*Action item*. Return only the line that contains "assert_ne!(agent.action_values(&probe)?, target);" and each line after it, through the last line of the data below, copied exactly.

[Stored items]

==*==

use anyhow::Result;
use bellman_candle_agent::double_dqn::{DoubleDqn, DoubleDqnConfig};
use bellman_core::{
    dummy::ChainEnv, util::run_episodes, Agent, Env, ExperienceReplayConfig, Space, Transition,
};

fn transition(i: usize) -> Transition {
    let x = (i % 5) as f32 / 5.0;
    Transition::new(vec![x, -x, 1.0], i % 3, 1.0 - x, vec![-x, x, 0.0], i % 5 == 4)
}

#[test]
fn test_target_copy_then_diverge() -> Result<()> {
    let config = DoubleDqnConfig::default()
        .step_train(1)
        .batch_size(2)
        .min_transitions_warmup(2)
        .step_copy(1000)
        .memory_config(ExperienceReplayConfig::default().capacity(20));
    let mut agent: DoubleDqn = DoubleDqn::build(config, Space::boxed(&[3]), Space::discrete(3))?;
    let probe = [0.2, -0.2, 1.0];

    assert!(agent.learn(transition(0))?.is_none());
    assert!(agent.learn(transition(1))?.is_some());
    assert_ne!(agent.action_values(&probe)?, agent.target_action_values(&probe)?);

    agent.copy_online_to_target()?;
    assert_eq!(agent.action_values(&probe)?, agent.target_action_values(&probe)?);

    let target = agent.target_action_values(&probe)?;
    agent.learn(transition(2))?;
    assert_ne!(agent.action_values(&probe)?, target);
    assert_eq!(agent.target_action_values(&probe)?, target);
    Ok(())
}

#[test]
fn test_target_frozen_between_copies() -> Result<()> {
    let config = DoubleDqnConfig::default()
        .step_train(1)
        .batch_size(1)
        .step_copy(4);
    let mut agent: DoubleDqn = DoubleDqn::build(config, Space::boxed(&[3]), Space::discrete(3))?;
    let probe = [0.0, 0.5, 1.0];
    let initial = agent.target_action_values(&probe)?;

    for i in 0..3 {
        agent.learn(transition(i))?;
        assert_eq!(agent.target_action_values(&probe)?, initial);
    }
    agent.learn(transition(3))?;
    assert_eq!(
        agent.target_action_values(&probe)?,
        agent.action_values(&probe)?
    );
    assert_ne!(agent.target_action_values(&probe)?, initial);
    Ok(())
}

#[test]
fn test_chain_env() -> Result<()> {
    let mut env = ChainEnv::new(3, 10);
    let config = DoubleDqnConfig::default()
        .step_train(1)
        .batch_size(4)
        .min_transitions_warmup(4)
        .step_copy(10);
    let mut agent: DoubleDqn = DoubleDqn::build(config, env.observation_space(), env.action_space())?;

    let returns = run_episodes(&mut env, &mut agent, 5, true)?;
    assert_eq!(returns.len(), 5);
    assert!(agent.n_opts() > 0);
    Ok(())
}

==*==

*Expected output*.
    assert_ne!(agent.action_values(&probe)?, target);
    assert_eq!(agent.target_action_values(&probe)?, target);
    Ok(())
}

#[test]
fn test_target_frozen_between_copies() -> Result<()> {
    let config = DoubleDqnConfig::default()
        .step_train(1)
        .batch_size(1)
        .step_copy(4);
    let mut agent: DoubleDqn = DoubleDqn::build(config, Space::boxed(&[3]), Space::discrete(3))?;
    let probe = [0.0, 0.5, 1.0];
    let initial = agent.target_action_values(&probe)?;

    for i in 0..3 {
        agent.learn(transition(i))?;
        assert_eq!(agent.target_action_values(&probe)?, initial);
    }
    agent.learn(transition(3))?;
    assert_eq!(
        agent.target_action_values(&probe)?,
        agent.action_values(&probe)?
    );
    assert_ne!(agent.target_action_values(&probe)?, initial);
    Ok(())
}

#[test]
fn test_chain_env() -> Result<()> {
    let mut env = ChainEnv::new(3, 10);
    let config = DoubleDqnConfig::default()
        .step_train(1)
        .batch_size(4)
        .min_transitions_warmup(4)
        .step_copy(10);
    let mut agent: DoubleDqn = DoubleDqn::build(config, env.observation_space(), env.action_space())?;

    let returns = run_episodes(&mut env, &mut agent, 5, true)?;
    assert_eq!(returns.len(), 5);
    assert!(agent.n_opts() > 0);
    Ok(())
}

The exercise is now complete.